Altro bellissimo brano e’ Taijin Kyofusho, questa volta da Golevka; si tratta di una vibrante malinconica ballata in cui si sentono comunicazioni fra il Columbia e Houston, e dove vengono toccate le corde piu’ intime dell’animo, come nella migliore tradizione del post rock. La struggente sequenza di suoni non puo’ non ricordare la tragedia degli Shuttle e dei suoi astronauti, caduti in missione.
In Golevka quasi tutti i brani sono ad ogni modo degni di menzione, come ad esempio Cosmic Call e Dipole Experiment, che chiude l’album, o la calma e rilassante Optimal Region Selector, o ancora C.C.S. Logbook, che sembra quasi trasportarci in un’astronave abbandonata, in cui penetriamo per esplorarla alla ricerca di una verita’ sul suo passato. Miracoli del post rock, dove la nostra mente e’ capace di trasformare la musica in immagini.

 

 

Le cose cambiano con Maar, che si allontana se non per brevi tratti dalle sonorita’ che abbiamo finora assaporato per entrare in un ambito piu’ elaborato, ma anche piu’ freddo.
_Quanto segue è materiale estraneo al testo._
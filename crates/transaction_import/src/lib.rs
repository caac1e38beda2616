//! Transaction file loading.
//!
//! Statement CSVs arrive with bank-specific layouts, so the canonical
//! `date`/`amount`/`name` fields are picked by configurable column
//! index while the header row names every carried-through column.
//! JSON inputs are taken as a flat array of transaction objects.

use std::fs::File;
use std::path::Path;

use anyhow::{anyhow, Context, Result};
use chrono::NaiveDate;
use csv::ReaderBuilder;
use models::Transaction;
use serde_json::Value;

/// Column indices of the canonical CSV fields.
#[derive(Debug, Clone, Copy)]
pub struct ColumnMap {
    pub date: usize,
    pub amount: usize,
    pub name: usize,
}

impl Default for ColumnMap {
    fn default() -> Self {
        Self {
            date: 0,
            amount: 1,
            name: 2,
        }
    }
}

/// Parse one CSV statement file.
///
/// The header row is consumed and names the carried-through columns
/// (falling back to `colN` for blank headers); the configured indices
/// overlay the canonical `date`, `amount` (parsed as a number) and
/// `name` fields. When `account` is given it labels every row.
pub fn load_csv<P: AsRef<Path>>(
    path: P,
    columns: &ColumnMap,
    account: Option<&str>,
) -> Result<Vec<Transaction>> {
    let path = path.as_ref();
    let file = File::open(path)
        .with_context(|| format!("Opening transactions file: {}", path.display()))?;
    let mut rdr = ReaderBuilder::new().has_headers(true).from_reader(file);

    let headers: Vec<String> = rdr
        .headers()
        .with_context(|| format!("Reading CSV header in {}", path.display()))?
        .iter()
        .map(|h| h.trim().to_string())
        .collect();

    let mut txns = Vec::new();
    for (idx, record) in rdr.records().enumerate() {
        // Header is line 1, first data row is line 2.
        let line = idx + 2;
        let record =
            record.with_context(|| format!("Reading line {} in {}", line, path.display()))?;

        let mut txn = Transaction::new();
        for (col, value) in record.iter().enumerate() {
            let key = headers
                .get(col)
                .filter(|h| !h.is_empty())
                .cloned()
                .unwrap_or_else(|| format!("col{col}"));
            txn.insert(key, Value::String(value.to_string()));
        }

        let date = field_at(&record, columns.date, "date", line, path)?;
        let amount_raw = field_at(&record, columns.amount, "amount", line, path)?;
        let name = field_at(&record, columns.name, "name", line, path)?;
        let amount: f64 = amount_raw.trim().parse().with_context(|| {
            format!(
                "Line {} in {}: amount '{}' is not a number",
                line,
                path.display(),
                amount_raw
            )
        })?;

        txn.insert("date".to_string(), Value::String(date.trim().to_string()));
        txn.insert("amount".to_string(), Value::from(amount));
        txn.insert("name".to_string(), Value::String(name.to_string()));
        if let Some(account) = account {
            txn.insert("account".to_string(), Value::String(account.to_string()));
        }
        txns.push(txn);
    }
    Ok(txns)
}

fn field_at<'r>(
    record: &'r csv::StringRecord,
    col: usize,
    what: &str,
    line: usize,
    path: &Path,
) -> Result<&'r str> {
    record.get(col).ok_or_else(|| {
        anyhow!(
            "Line {} in {}: missing {} column {}",
            line,
            path.display(),
            what,
            col
        )
    })
}

/// Parse a JSON transactions file: a top-level array of flat objects.
pub fn load_json<P: AsRef<Path>>(path: P) -> Result<Vec<Transaction>> {
    let path = path.as_ref();
    let raw = std::fs::read_to_string(path)
        .with_context(|| format!("Reading transactions file: {}", path.display()))?;
    let value: Value = serde_json::from_str(&raw)
        .with_context(|| format!("Parsing transactions JSON in {}", path.display()))?;
    let arr = value.as_array().ok_or_else(|| {
        anyhow!(
            "{}: expected a top-level array of transactions",
            path.display()
        )
    })?;
    arr.iter()
        .map(|entry| {
            entry.as_object().cloned().ok_or_else(|| {
                anyhow!("{}: transaction entries must be objects", path.display())
            })
        })
        .collect()
}

/// Keep transactions whose `date` falls inside the inclusive range.
/// Transactions with an unparseable date are dropped when any bound is
/// active.
pub fn filter_date_range(
    txns: Vec<Transaction>,
    start: Option<NaiveDate>,
    end: Option<NaiveDate>,
) -> Vec<Transaction> {
    if start.is_none() && end.is_none() {
        return txns;
    }
    txns.into_iter()
        .filter(|txn| {
            let parsed = txn
                .get("date")
                .and_then(Value::as_str)
                .and_then(|d| NaiveDate::parse_from_str(d, "%Y-%m-%d").ok());
            let Some(date) = parsed else {
                return false;
            };
            start.map_or(true, |s| date >= s) && end.map_or(true, |e| date <= e)
        })
        .collect()
}

#[cfg(test)]
mod tests {
    use super::*;
    use serde_json::json;
    use std::io::Write;

    fn csv_file(contents: &str) -> tempfile::NamedTempFile {
        let mut file = tempfile::NamedTempFile::new().unwrap();
        write!(file, "{contents}").unwrap();
        file
    }

    #[test]
    fn test_load_csv_default_columns() {
        let file = csv_file(
            "Date,Amount,Description,Memo\n\
             2024-04-01,-5.00,Coffee Shop,morning\n\
             2024-04-02,2000.00,ACME PAYROLL,\n",
        );
        let txns = load_csv(file.path(), &ColumnMap::default(), Some("Visa")).unwrap();

        assert_eq!(txns.len(), 2);
        assert_eq!(txns[0].get("date").unwrap(), "2024-04-01");
        assert_eq!(txns[0].get("amount").and_then(Value::as_f64), Some(-5.0));
        assert_eq!(txns[0].get("name").unwrap(), "Coffee Shop");
        assert_eq!(txns[0].get("account").unwrap(), "Visa");
        // Header-named columns are carried through.
        assert_eq!(txns[0].get("Memo").unwrap(), "morning");
        assert_eq!(txns[0].get("Description").unwrap(), "Coffee Shop");
    }

    #[test]
    fn test_load_csv_custom_columns() {
        let file = csv_file(
            "Posted,Payee,Debit\n\
             2024-04-01,Corner Store,-12.34\n",
        );
        let columns = ColumnMap {
            date: 0,
            amount: 2,
            name: 1,
        };
        let txns = load_csv(file.path(), &columns, None).unwrap();

        assert_eq!(txns[0].get("name").unwrap(), "Corner Store");
        assert_eq!(txns[0].get("amount").and_then(Value::as_f64), Some(-12.34));
        assert!(txns[0].get("account").is_none());
    }

    #[test]
    fn test_load_csv_bad_amount_names_line() {
        let file = csv_file(
            "Date,Amount,Description\n\
             2024-04-01,five,Coffee Shop\n",
        );
        let err = load_csv(file.path(), &ColumnMap::default(), None).unwrap_err();
        let msg = format!("{err:#}");
        assert!(msg.contains("Line 2"));
        assert!(msg.contains("five"));
    }

    #[test]
    fn test_load_csv_missing_column_is_error() {
        let file = csv_file("Date,Amount\n2024-04-01,-5.00\n");
        let columns = ColumnMap {
            date: 0,
            amount: 1,
            name: 5,
        };
        assert!(load_csv(file.path(), &columns, None).is_err());
    }

    #[test]
    fn test_load_json_array() {
        let mut file = tempfile::NamedTempFile::new().unwrap();
        write!(
            file,
            r#"[{{"date": "2024-04-01", "amount": -5.0, "name": "Coffee", "memo": "x"}}]"#
        )
        .unwrap();

        let txns = load_json(file.path()).unwrap();
        assert_eq!(txns.len(), 1);
        assert_eq!(txns[0].get("memo").unwrap(), "x");
    }

    #[test]
    fn test_load_json_rejects_non_array() {
        let mut file = tempfile::NamedTempFile::new().unwrap();
        write!(file, r#"{{"transactions": []}}"#).unwrap();
        assert!(load_json(file.path()).is_err());
    }

    fn dated(dates: &[&str]) -> Vec<Transaction> {
        dates
            .iter()
            .map(|d| json!({"date": d}).as_object().unwrap().clone())
            .collect()
    }

    fn date(s: &str) -> NaiveDate {
        s.parse().unwrap()
    }

    #[test]
    fn test_filter_date_range_inclusive() {
        let txns = dated(&["2024-03-31", "2024-04-01", "2024-04-30", "2024-05-01"]);
        let kept = filter_date_range(txns, Some(date("2024-04-01")), Some(date("2024-04-30")));
        assert_eq!(kept.len(), 2);
    }

    #[test]
    fn test_filter_date_range_one_sided() {
        let txns = dated(&["2024-03-31", "2024-04-01"]);
        let kept = filter_date_range(txns.clone(), Some(date("2024-04-01")), None);
        assert_eq!(kept.len(), 1);
        let kept = filter_date_range(txns, None, Some(date("2024-03-31")));
        assert_eq!(kept.len(), 1);
    }

    #[test]
    fn test_filter_without_bounds_keeps_everything() {
        let txns = dated(&["bogus", "2024-04-01"]);
        assert_eq!(filter_date_range(txns, None, None).len(), 2);
    }
}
Per molti versi sembra di ascoltare qualche lavoro dei God is an Astronaut, specialmente in Eighteen Robins e Dar Now. Si ha la sensazione di essere da soli su di un pianeta lontano, ma oggettivamente il trasporto dei primi due lavori qui manca, forse con l’eccezione di Acheron, l’ultima traccia, oggettivamente superiore alle altre. L’album e’ solamente passabile, e finisce presto nel dimenticatoio.

 

 

Dopo Maar gli Evpatoria Report hanno sospeso la loro attivita’, probabilmente per carenza di ispirazione; si sono recentemente riuniti ma ancora non hanno dato alla luce nessuna nuova canzone.
Il loro lavoro e’ sicuramente particolare, e nonostante la mezza battuta a vuoto di Maar la qualita’ e’ decisamente alta. Non e’ un tipo di suono adatto a tutti, ma lo consiglio a chi apprezza il post rock o e’ in cerca di qualche tipo di musica strumentale di nicchia.